══ GIVEN DATA
use glint_lights::Catalog;
use proptest::prelude::*;

proptest! {
    // lookup is total: any string resolves, and unknown kinds all alias the
    // one generic record.
    #[test]
    fn lookup_is_total(kind in "\\PC{0,24}") {
        let catalog = Catalog::builtin();
        let def = catalog.lookup(&kind);
        if !catalog.contains(&kind) {
            prop_assert_eq!(def, catalog.generic());
        }
    }

    // Overlay patches touch only the fields they name, for built-in and new
    // kinds alike.
    #[test]
    fn patch_preserves_unnamed_fields(bloom in 0.1f32..200.0, cone in 1.0f32..180.0) {
        let toml = format!(
            "[kinds.SmallLight]\nbloom = {}\n\n[kinds.Novel]\ncone_angle = {}\n",
            bloom, cone
        );
        let catalog = Catalog::from_toml_str(&toml).unwrap();
        let small = catalog.lookup("SmallLight");
        prop_assert_eq!(small.bloom, bloom);
        prop_assert_eq!(small.forward, -1.122);
        let novel = catalog.lookup("Novel");
        prop_assert_eq!(novel.cone_angle, cone);
        prop_assert_eq!(&novel.texture, &catalog.generic().texture);
    }
}
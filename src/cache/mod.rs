//! Response caching.
//!
//! One slot, one upstream resource. The read-through logic lives in the
//! states handler; this module only owns storage and freshness.

pub mod response;

pub use response::{CachedResponse, ResponseCache};
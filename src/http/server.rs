//! HTTP server setup and configuration.
//!
//! # Responsibilities
//! - Create the Axum router with all handlers
//! - Wire up middleware (request ID, tracing, CORS, timeout, metrics)
//! - Gate the protected route behind the shared secret
//! - Serve until the shutdown signal fires
//!
//! # Design Decisions
//! - One `AppState` built at startup and cloned into handlers; the
//!   credential provider and cache it carries are process-wide
//! - The shared-secret check is a route layer on the protected router
//!   only, so `/health` and `/opensky/token` stay open

use std::sync::Arc;
use std::time::Duration;

use axum::http::StatusCode;
use axum::response::{IntoResponse, Response};
use axum::routing::get;
use axum::{middleware, Json, Router};
use tokio::net::TcpListener;
use tokio::sync::broadcast;
use tower::ServiceBuilder;
use tower_http::request_id::{PropagateRequestIdLayer, SetRequestIdLayer};
use tower_http::timeout::TimeoutLayer;
use tower_http::trace::TraceLayer;

use crate::auth::CredentialProvider;
use crate::cache::ResponseCache;
use crate::config::ProxyConfig;
use crate::error::ErrorBody;
use crate::http::handlers;
use crate::http::request::MakeRequestUuid;
use crate::observability::metrics;
use crate::security::{build_cors_layer, require_shared_secret};

/// Application state injected into handlers.
#[derive(Clone)]
pub struct AppState {
    pub config: Arc<ProxyConfig>,
    pub credentials: Arc<CredentialProvider>,
    pub states_cache: ResponseCache,
    pub client: reqwest::Client,
}

impl AppState {
    /// Build the shared state: outbound client, credential provider,
    /// response cache.
    pub fn new(config: ProxyConfig) -> Result<Self, reqwest::Error> {
        let client = reqwest::Client::builder()
            .user_agent(concat!("opensky-proxy/", env!("CARGO_PKG_VERSION")))
            .build()?;
        Ok(Self::with_client(config, client))
    }

    /// Build the shared state around a caller-supplied outbound client.
    ///
    /// Tests use this to pin client behavior (no system proxy, no
    /// connection reuse) without touching production defaults.
    pub fn with_client(config: ProxyConfig, client: reqwest::Client) -> Self {
        let config = Arc::new(config);
        let credentials = Arc::new(CredentialProvider::new(&config, client.clone()));
        Self {
            config,
            credentials,
            states_cache: ResponseCache::new(),
            client,
        }
    }
}

/// HTTP server for the proxy.
pub struct HttpServer {
    router: Router,
}

impl HttpServer {
    /// Create a new HTTP server around the shared state.
    pub fn new(state: AppState) -> Self {
        Self {
            router: build_router(state),
        }
    }

    /// Run the server until `shutdown` fires, draining in-flight
    /// requests before returning.
    pub async fn run(
        self,
        listener: TcpListener,
        mut shutdown: broadcast::Receiver<()>,
    ) -> Result<(), std::io::Error> {
        let addr = listener.local_addr()?;
        tracing::info!(address = %addr, "HTTP server starting");

        axum::serve(listener, self.router)
            .with_graceful_shutdown(async move {
                let _ = shutdown.recv().await;
                tracing::info!("Shutdown signal received, draining connections");
            })
            .await?;

        tracing::info!("HTTP server stopped");
        Ok(())
    }
}

/// Build the Axum router with all middleware layers.
fn build_router(state: AppState) -> Router {
    let request_timeout = Duration::from_secs(state.config.listener.request_timeout_secs);
    let cors = build_cors_layer(&state.config.security);

    let protected = Router::new()
        .route("/opensky/states", get(handlers::states))
        .route_layer(middleware::from_fn_with_state(
            state.clone(),
            require_shared_secret,
        ));

    Router::new()
        .route("/health", get(handlers::health))
        .route("/opensky/token", get(handlers::token))
        .merge(protected)
        .route_layer(middleware::from_fn(metrics::track_requests))
        .fallback(not_found)
        .with_state(state)
        .layer(
            // Top entry is outermost: the request ID exists before the
            // trace span opens, and propagation happens on the way out.
            ServiceBuilder::new()
                .layer(SetRequestIdLayer::x_request_id(MakeRequestUuid))
                .layer(TraceLayer::new_for_http())
                .layer(PropagateRequestIdLayer::x_request_id())
                .layer(cors)
                .layer(TimeoutLayer::new(request_timeout)),
        )
}

async fn not_found() -> Response {
    (
        StatusCode::NOT_FOUND,
        Json(ErrorBody {
            error: "Not found",
            detail: None,
        }),
    )
        .into_response()
}
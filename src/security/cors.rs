//! CORS allow-list.

use axum::http::HeaderValue;
use tower_http::cors::{AllowOrigin, Any, CorsLayer};

use crate::config::SecurityConfig;

/// Build the CORS layer from the configured allow-list.
///
/// An empty list (or a `*` entry) allows any origin, matching the
/// `ALLOW_ORIGIN` environment contract. Entries that do not form valid
/// header values are dropped.
pub fn build_cors_layer(security: &SecurityConfig) -> CorsLayer {
    let layer = CorsLayer::new().allow_methods(Any).allow_headers(Any);

    if security.allow_origin.is_empty() || security.allow_origin.iter().any(|o| o == "*") {
        return layer.allow_origin(Any);
    }

    let origins: Vec<HeaderValue> = security
        .allow_origin
        .iter()
        .filter_map(|origin| HeaderValue::from_str(origin).ok())
        .collect();

    if origins.is_empty() {
        layer.allow_origin(Any)
    } else {
        layer.allow_origin(AllowOrigin::list(origins))
    }
}
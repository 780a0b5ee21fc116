//! Single-slot upstream response cache.
//!
//! Stores the most recently fetched flight-state snapshot. Readers
//! within the freshness window are answered without touching upstream;
//! after a failed fetch the entry doubles as a degraded fallback
//! regardless of age.

use std::sync::{Arc, RwLock};
use std::time::{Duration, Instant, SystemTime, UNIX_EPOCH};

use serde_json::Value;

/// One cached upstream payload and when it was stored.
#[derive(Debug, Clone)]
pub struct CachedResponse {
    /// Upstream JSON body, shared between the slot and readers.
    pub payload: Arc<Value>,
    /// Wall-clock store time in epoch milliseconds, reported to clients.
    pub cached_at_ms: u64,
    /// Monotonic store time, drives the freshness check.
    fetched_at: Instant,
}

impl CachedResponse {
    /// Time elapsed since the entry was stored.
    pub fn age(&self, now: Instant) -> Duration {
        now.saturating_duration_since(self.fetched_at)
    }

    /// Fresh iff strictly younger than `window`.
    pub fn is_fresh(&self, now: Instant, window: Duration) -> bool {
        self.age(now) < window
    }
}

/// Holds at most one snapshot of the upstream resource.
///
/// There is no per-query keying: requests with different query filters
/// share the slot, so a filtered query can be answered from a snapshot
/// stored by a differently filtered one. Coarse granularity is a known
/// limitation of the single-resource design, kept intentionally.
#[derive(Clone, Default)]
pub struct ResponseCache {
    slot: Arc<RwLock<Option<CachedResponse>>>,
}

impl ResponseCache {
    pub fn new() -> Self {
        Self::default()
    }

    /// The cached entry if it is still within `window`.
    pub fn fresh(&self, now: Instant, window: Duration) -> Option<CachedResponse> {
        self.slot
            .read()
            .expect("response cache lock poisoned")
            .as_ref()
            .filter(|entry| entry.is_fresh(now, window))
            .cloned()
    }

    /// The cached entry regardless of age, for stale fallback.
    pub fn any(&self) -> Option<CachedResponse> {
        self.slot
            .read()
            .expect("response cache lock poisoned")
            .clone()
    }

    /// Overwrites the slot with a freshly fetched payload.
    ///
    /// Only called after a successful upstream fetch; failures never
    /// touch the slot.
    pub fn store(&self, payload: Value) -> CachedResponse {
        let entry = CachedResponse {
            payload: Arc::new(payload),
            cached_at_ms: epoch_ms(),
            fetched_at: Instant::now(),
        };
        *self.slot.write().expect("response cache lock poisoned") = Some(entry.clone());
        entry
    }
}

fn epoch_ms() -> u64 {
    SystemTime::now()
        .duration_since(UNIX_EPOCH)
        .unwrap_or_default()
        .as_millis() as u64
}
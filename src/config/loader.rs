//! Configuration loading and layering.
//!
//! Three layers, later wins: built-in defaults, an optional TOML file,
//! environment variables. Environment parsing goes through a lookup
//! callback so tests can exercise the overlay without mutating process
//! state.

use std::path::Path;
use std::str::FromStr;

use thiserror::Error;

use crate::config::schema::ProxyConfig;
use crate::config::validation::{validate_config, ValidationError};

/// Error type for configuration loading.
#[derive(Debug, Error)]
pub enum ConfigError {
    #[error("failed to read config file {path}: {source}")]
    Io {
        path: String,
        #[source]
        source: std::io::Error,
    },

    #[error("failed to parse config file {path}: {source}")]
    Parse {
        path: String,
        #[source]
        source: toml::de::Error,
    },

    #[error("invalid value for {var}: {detail}")]
    Env { var: String, detail: String },

    #[error("configuration invalid: {}", join_errors(.0))]
    Validation(Vec<ValidationError>),
}

fn join_errors(errors: &[ValidationError]) -> String {
    errors
        .iter()
        .map(|e| e.to_string())
        .collect::<Vec<_>>()
        .join("; ")
}

/// Load, layer, and validate the full configuration.
pub fn load_config(path: Option<&Path>) -> Result<ProxyConfig, ConfigError> {
    let mut config = match path {
        Some(path) => parse_file(path)?,
        None => ProxyConfig::default(),
    };

    apply_env_overrides(&mut config, |name| std::env::var(name).ok())?;
    validate_config(&config).map_err(ConfigError::Validation)?;

    Ok(config)
}

fn parse_file(path: &Path) -> Result<ProxyConfig, ConfigError> {
    let content = std::fs::read_to_string(path).map_err(|source| ConfigError::Io {
        path: path.display().to_string(),
        source,
    })?;
    toml::from_str(&content).map_err(|source| ConfigError::Parse {
        path: path.display().to_string(),
        source,
    })
}

/// Overlay recognized environment variables onto `config`.
///
/// Empty values are treated as unset, so `PROXY_SECRET=""` does not
/// count as a configured secret.
pub fn apply_env_overrides<F>(config: &mut ProxyConfig, lookup: F) -> Result<(), ConfigError>
where
    F: Fn(&str) -> Option<String>,
{
    let get = |name: &str| lookup(name).filter(|v| !v.is_empty());

    if let Some(v) = get("OPENSKY_USERNAME") {
        config.credentials.username = Some(v);
    }
    if let Some(v) = get("OPENSKY_PASSWORD") {
        config.credentials.password = Some(v);
    }
    if let Some(v) = get("OPENSKY_CLIENT_ID") {
        config.credentials.client_id = Some(v);
    }
    if let Some(v) = get("OPENSKY_CLIENT_SECRET") {
        config.credentials.client_secret = Some(v);
    }
    if let Some(v) = get("OPENSKY_TOKEN_URL") {
        config.upstream.token_url = v;
    }
    if let Some(v) = get("OPENSKY_STATES_URL") {
        config.upstream.states_url = v;
    }
    if let Some(v) = get("PROXY_SECRET") {
        config.security.proxy_secret = Some(v);
    }
    if let Some(v) = get("ALLOW_ORIGIN") {
        config.security.allow_origin = v
            .split(',')
            .map(str::trim)
            .filter(|origin| !origin.is_empty())
            .map(String::from)
            .collect();
    }

    if let Some(v) = get("TOKEN_TIMEOUT_MS") {
        config.token_fetch.timeout_ms = parse_var("TOKEN_TIMEOUT_MS", &v)?;
    }
    if let Some(v) = get("TOKEN_MAX_RETRIES") {
        config.token_fetch.max_retries = parse_var("TOKEN_MAX_RETRIES", &v)?;
    }
    if let Some(v) = get("TOKEN_RETRY_DELAY_MS") {
        config.token_fetch.retry_delay_ms = parse_var("TOKEN_RETRY_DELAY_MS", &v)?;
    }
    if let Some(v) = get("STATES_TIMEOUT_MS") {
        config.states_fetch.timeout_ms = parse_var("STATES_TIMEOUT_MS", &v)?;
    }
    if let Some(v) = get("STATES_MAX_RETRIES") {
        config.states_fetch.max_retries = parse_var("STATES_MAX_RETRIES", &v)?;
    }
    if let Some(v) = get("STATES_RETRY_DELAY_MS") {
        config.states_fetch.retry_delay_ms = parse_var("STATES_RETRY_DELAY_MS", &v)?;
    }
    if let Some(v) = get("STATES_CACHE_MS") {
        config.states_fetch.cache_ms = parse_var("STATES_CACHE_MS", &v)?;
    }
    if let Some(v) = get("PORT") {
        config.listener.port = parse_var("PORT", &v)?;
    }

    Ok(())
}

fn parse_var<T>(var: &str, value: &str) -> Result<T, ConfigError>
where
    T: FromStr,
    T::Err: std::fmt::Display,
{
    value.parse().map_err(|e: T::Err| ConfigError::Env {
        var: var.to_string(),
        detail: format!("{:?} ({})", value, e),
    })
}

#[cfg(test)]
mod tests {
    use super::*;
    use std::collections::HashMap;

    fn overlay(vars: &[(&str, &str)]) -> ProxyConfig {
        let map: HashMap<String, String> = vars
            .iter()
            .map(|(k, v)| (k.to_string(), v.to_string()))
            .collect();
        let mut config = ProxyConfig::default();
        apply_env_overrides(&mut config, |name| map.get(name).cloned()).unwrap();
        config
    }

    #[test]
    fn test_env_overrides_credentials_and_tuning() {
        let config = overlay(&[
            ("OPENSKY_CLIENT_ID", "id"),
            ("OPENSKY_CLIENT_SECRET", "secret"),
            ("PROXY_SECRET", "hunter2"),
            ("STATES_CACHE_MS", "30000"),
            ("TOKEN_MAX_RETRIES", "5"),
            ("PORT", "3000"),
        ]);

        assert_eq!(config.credentials.client_id.as_deref(), Some("id"));
        assert_eq!(config.security.proxy_secret.as_deref(), Some("hunter2"));
        assert_eq!(config.states_fetch.cache_ms, 30_000);
        assert_eq!(config.token_fetch.max_retries, 5);
        assert_eq!(config.listener.port, 3000);
    }

    #[test]
    fn test_empty_values_are_ignored() {
        let config = overlay(&[("PROXY_SECRET", ""), ("OPENSKY_USERNAME", "")]);
        assert!(config.security.proxy_secret.is_none());
        assert!(config.credentials.username.is_none());
    }

    #[test]
    fn test_allow_origin_splits_on_commas() {
        let config = overlay(&[(
            "ALLOW_ORIGIN",
            "https://a.example.com, https://b.example.com,,",
        )]);
        assert_eq!(
            config.security.allow_origin,
            vec![
                "https://a.example.com".to_string(),
                "https://b.example.com".to_string(),
            ]
        );
    }

    #[test]
    fn test_malformed_number_is_rejected() {
        let map: HashMap<String, String> =
            [("PORT".to_string(), "not-a-port".to_string())].into();
        let mut config = ProxyConfig::default();
        let err = apply_env_overrides(&mut config, |name| map.get(name).cloned()).unwrap_err();
        assert!(matches!(err, ConfigError::Env { ref var, .. } if var == "PORT"));
    }

    #[test]
    fn test_missing_file_is_an_error() {
        let err = load_config(Some(Path::new("/nonexistent/proxy.toml"))).unwrap_err();
        assert!(matches!(err, ConfigError::Io { .. }));
    }
}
════
[WHAT IS REQUIRED] Copy every line from the data that includes the string "ResponseCache".

[SOLUTION]
pub use response::{CachedResponse, ResponseCache};
use crate::cache::ResponseCache;
    pub states_cache: ResponseCache,
            states_cache: ResponseCache::new(),
pub struct ResponseCache {
impl ResponseCache {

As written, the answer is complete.